Trudeau says Canada working hard, but won’t be able to get all Canadians home

Trudeau says Canada working hard, but won’t be able to get all Canadians home

OTTAWA — Prime Minister Justin Trudeau says lockdowns in other countries and air-space restrictions due to COVID-19 mean Canada won’t be able to get every citizen home who is trapped abroad.

Trudeau urged the tens of thousands of Canadians currently stuck in foreign countries to make safe decisions, stay in touch with Global Affairs and not head to airports unless they have a confirmed seat on a flight back.

“It is an extremely difficult situation but the lockdowns of various countries, the limits on air travel, the logistical capacities of our airlines means that we are unlikely to bring everyone home,” Trudeau said Saturday.

“So we are going to ask people to stay safe, to make smart choices and do the best they can in a situation that is unprecedented, exceptional and very difficult.”

Trudeau said the federal government is working with airlines to arrange flights to countries where Canadians are. The government is stressing that their priority is helping people in countries where commercial options are not available, because of closed borders, airspace or airports.

An Air Canada flight bringing a group of Canadians home from Morocco is expected to land in Montreal Saturday evening and others from Peru and Spain are likely to be announced soon.

Foreign Affairs Minister François-Philippe Champagne said he has been given reassurance from Peru that a flight would be allowed to leave for Canada despite the Peruvian defence minister saying Saturday would be the final day the country allows repatriation flights.

Trudeau said the government will help cover some of the costs for these flights, but passengers would be expected to pay a reasonable price.
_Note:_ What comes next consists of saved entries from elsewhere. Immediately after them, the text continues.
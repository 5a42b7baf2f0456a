//! Scoring primitives: credit banding, pricing, amortization and the
//! rule-based scorecard

pub mod coapplicant;
pub mod credit_score;
pub mod emi;
pub mod fallback;
pub mod interest;
pub(crate) mod jitter;

pub use coapplicant::{CoApplicantEvaluator, CoApplicantRecommendation};
pub use credit_score::{CreditScoreBand, CreditScoreEstimator};
pub use emi::{calculate_emi, EmiSchedule};
pub use fallback::rule_based_probability;
pub use interest::InterestRateCalculator;
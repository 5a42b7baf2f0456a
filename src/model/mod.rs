//! Trained model artifacts: encoder, classifier and their loader

pub mod classifier;
pub mod encoder;
pub mod loader;

pub use classifier::ApprovalModel;
pub use encoder::{CategoricalEncoding, FeatureEncoder, NumericScaler};
pub use loader::{load_encoder, load_model, ScoringArtifacts, DEFAULT_MODEL_DIR};
//! Co-applicant recommendation and income blending
//!
//! A co-applicant is only suggested in the borderline probability band
//! where combined income can actually move the outcome. Supplementary
//! income is haircut before blending since the co-applicant carries their
//! own obligations.

use serde::{Deserialize, Serialize};

/// Whether to suggest adding a co-applicant, and why
#[derive(Debug, Clone, PartialEq, Eq, Serialize, Deserialize)]
pub struct CoApplicantRecommendation {
    /// True when a co-applicant is likely to improve the outcome
    pub suggested: bool,
    /// Operative reason, empty for clearly strong applications
    pub reason: String,
}

/// Evaluates co-applicant need and blends household income
pub struct CoApplicantEvaluator;

impl CoApplicantEvaluator {
    /// Fraction of co-applicant income counted towards repayment capacity
    pub const INCOME_WEIGHT: f64 = 0.7;

    /// Upper probability bound of the borderline band
    pub const STRONG_THRESHOLD: f64 = 0.75;

    /// Lower probability bound of the borderline band
    pub const VIABLE_THRESHOLD: f64 = 0.50;

    /// Decide whether the application would benefit from a co-applicant
    pub fn evaluate(
        probability: f64,
        monthly_emi: f64,
        monthly_income: f64,
        loan_amount: f64,
        annual_income: f64,
    ) -> CoApplicantRecommendation {
        let emi_ratio = if monthly_income > 0.0 {
            monthly_emi / monthly_income
        } else {
            1.0
        };
        let loan_ratio = if annual_income > 0.0 {
            loan_amount / annual_income
        } else {
            10.0
        };

        if probability >= Self::STRONG_THRESHOLD {
            return CoApplicantRecommendation {
                suggested: false,
                reason: String::new(),
            };
        }

        if probability >= Self::VIABLE_THRESHOLD {
            if emi_ratio > 0.40 {
                return CoApplicantRecommendation {
                    suggested: true,
                    reason: format!(
                        "EMI ({:.1}% of income) exceeds safe threshold (40%). \
                         Co-applicant can help reduce burden.",
                        emi_ratio * 100.0
                    ),
                };
            }
            if loan_ratio > 5.0 {
                return CoApplicantRecommendation {
                    suggested: true,
                    reason: format!(
                        "Loan amount is {loan_ratio:.1}x your annual income. \
                         Co-applicant can strengthen application."
                    ),
                };
            }
            return CoApplicantRecommendation {
                suggested: true,
                reason: "Your application is borderline. Adding a co-applicant may improve \
                         approval chances."
                    .to_string(),
            };
        }

        CoApplicantRecommendation {
            suggested: false,
            reason: "Application does not meet minimum criteria for co-applicant consideration."
                .to_string(),
        }
    }

    /// Household repayment income: applicant plus weighted co-applicant
    pub fn effective_income(applicant_monthly: f64, coapplicant_monthly: f64) -> f64 {
        applicant_monthly + Self::INCOME_WEIGHT * coapplicant_monthly
    }
}
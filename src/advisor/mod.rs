//! Orchestration: the advisor, its reports and the prescreen

pub mod analysis;
pub mod prescreen;
pub mod report;

pub use analysis::{LoanAdvisor, ScoringStrategy};
pub use prescreen::ScreeningOutcome;
pub use report::{
    AnalysisResult, CoApplicantSummary, CreditScoreSummary, EmiSummary, IncomeAnalysis,
    InterestRateSummary, LoanDetails,
};
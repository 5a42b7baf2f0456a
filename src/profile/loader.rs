//! CSV loader for batch application files
//!
//! Reads application requests from CSV with the same field names and
//! spelling aliases as the JSON intake format.

use std::fs::File;
use std::path::Path;

use crate::error::EngineError;
use crate::profile::ApplicationRequest;

/// Default path to the bundled sample applications file
pub const DEFAULT_SAMPLE_PATH: &str = "data/applications_sample.csv";

/// Load application requests from a CSV file
pub fn load_applications(path: &Path) -> Result<Vec<ApplicationRequest>, EngineError> {
    let file = File::open(path)?;
    let mut reader = csv::Reader::from_reader(file);

    let mut requests = Vec::new();
    for result in reader.deserialize() {
        let request: ApplicationRequest = result?;
        requests.push(request);
    }

    Ok(requests)
}

/// Load the bundled sample applications
pub fn load_sample_applications() -> Result<Vec<ApplicationRequest>, EngineError> {
    load_applications(Path::new(DEFAULT_SAMPLE_PATH))
}
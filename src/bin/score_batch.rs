//! Score every application in data/applications_sample.csv
//!
//! Outputs one decision row per application for portfolio review

use loan_engine::profile::{load_sample_applications, Decision};
use loan_engine::LoanAdvisor;
use rayon::prelude::*;
use std::fs::File;
use std::io::Write;
use std::time::Instant;

/// Portfolio totals across the batch
#[derive(Debug, Clone, Default)]
struct BatchSummary {
    approved: usize,
    pending: usize,
    rejected: usize,
    failed: usize,
    approved_principal: f64,
    rate_sum: f64,
    rate_count: usize,
}

fn main() {
    env_logger::init();

    let start = Instant::now();
    println!("Loading applications from data/applications_sample.csv...");

    let applications = load_sample_applications().expect("Failed to load applications");
    println!(
        "Loaded {} applications in {:?}",
        applications.len(),
        start.elapsed()
    );

    let advisor = LoanAdvisor::from_default_artifacts();
    println!(
        "Scoring path: {}",
        if advisor.is_model_backed() {
            "trained model"
        } else {
            "rule-based scorecard"
        }
    );

    println!("Scoring applications...");
    let score_start = Instant::now();

    // Score in parallel, the advisor is shared read-only
    let results: Vec<_> = applications
        .par_iter()
        .map(|request| advisor.analyze(request))
        .collect();

    println!("Scoring complete in {:?}", score_start.elapsed());

    // Write output
    let output_path = "batch_decisions.csv";
    let mut file = File::create(output_path).expect("Failed to create output file");

    writeln!(
        file,
        "Index,Age,MonthlyIncome,LoanAmount,DurationMonths,Decision,ApprovalScore,ModelProbability,ScoreBand,AnnualRate,MonthlyEMI"
    )
    .unwrap();

    let mut summary = BatchSummary::default();

    for (index, (request, result)) in applications.iter().zip(results.iter()).enumerate() {
        let result = match result {
            Ok(result) => result,
            Err(err) => {
                eprintln!("application {index} failed: {err}");
                summary.failed += 1;
                continue;
            }
        };

        match result.decision {
            Decision::Approved => {
                summary.approved += 1;
                summary.approved_principal += result.loan_details.amount;
            }
            Decision::PendingReview => summary.pending += 1,
            Decision::Rejected => summary.rejected += 1,
        }
        summary.rate_sum += result.interest_rate.annual;
        summary.rate_count += 1;

        writeln!(
            file,
            "{},{},{:.0},{:.0},{},{},{:.1},{:.1},{},{:.2},{:.0}",
            index,
            request.age,
            request.monthly_income,
            request.loan_amount,
            request.loan_duration_months,
            result.decision.as_str(),
            result.approval_probability,
            result.ml_probability,
            result.credit_score.display,
            result.interest_rate.annual,
            result.emi.monthly,
        )
        .unwrap();
    }

    println!("Output written to {}", output_path);

    // Print summary stats
    let scored = summary.approved + summary.pending + summary.rejected;
    println!("\nBatch Summary:");
    println!("  Scored: {} ({} failed)", scored, summary.failed);
    println!(
        "  Approved: {} (Rs. {:.0} principal)",
        summary.approved, summary.approved_principal
    );
    println!("  Pending Review: {}", summary.pending);
    println!("  Rejected: {}", summary.rejected);
    if summary.rate_count > 0 {
        println!(
            "  Average Annual Rate: {:.2}%",
            summary.rate_sum / summary.rate_count as f64
        );
    }

    println!("\nTotal time: {:?}", start.elapsed());
}
//! Decision rules and decision explanations

pub mod engine;
pub mod explain;

pub use engine::{DecisionEngine, DecisionOutcome};
pub use explain::{ExplanationFactor, ExplanationGenerator};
The World Health Organization figures show there were nearly a quarter million cases of COVID-19 worldwide as of Friday and the global death toll was approaching 10,000. There were more than 1,100 confirmed and presumptive cases in Canada as of Saturday. Ontario reported 59 new cases Saturday morning.

The situation has prompted countries around the world to clamp down on travel both within communities and across international boundaries.

Canadians themselves woke up Saturday to a new reality: the world’s longest undefended border is no longer open for routine, casual traffic between Canada and the United States.

The ban on non-essential cross-border travel went into effect at midnight ET and will stay in place for at least 30 days as both countries scramble to curb the rapid spread of COVID-19.

The ban applies to people wanting to cross the border for tourism or purely recreational purposes, such as shopping.

It is not supposed to impede trade or essential travel, but what constitutes essential is not entirely clear and will doubtless lead to some confusion at border crossings.

Students who hold valid visas, temporary foreign workers and anyone with valid work responsibilities also are to be allowed to cross. However, it was less clear whether, for instance, visits to family members on the other side of the border will be allowed.

Even within Canada boundaries were closing.

The Northwest Territories was planning to ban non-essential travel into the territory as of Saturday.

In a news release, the N.W.T. said chief public health officer Dr. Kami Kandola would make an order under the territory’s Public Health Act.

Residents returning to the territory were to be required to self-isolate in Yellowknife, Fort Smith, Hay River, or Inuvik. The news release said disobeying the order is punishable by a fine of up to $10,000 and six months in jail.

The prime minister said he supported the decision by the territory calling it “an important step.”

Federal Health Minister Patty Hajdu said restriction of travel between provinces is a “live issue” being discussed by medical officers of health.

“There are reasons why provinces might want to do that and they are fair reasons,” she said.

“We do believe there is some value in regional containment, but we also want to make sure we do it in a way that doesn’t disrupt our domestic supply chains — our domestic needs to get good and services from one part of the country to another.”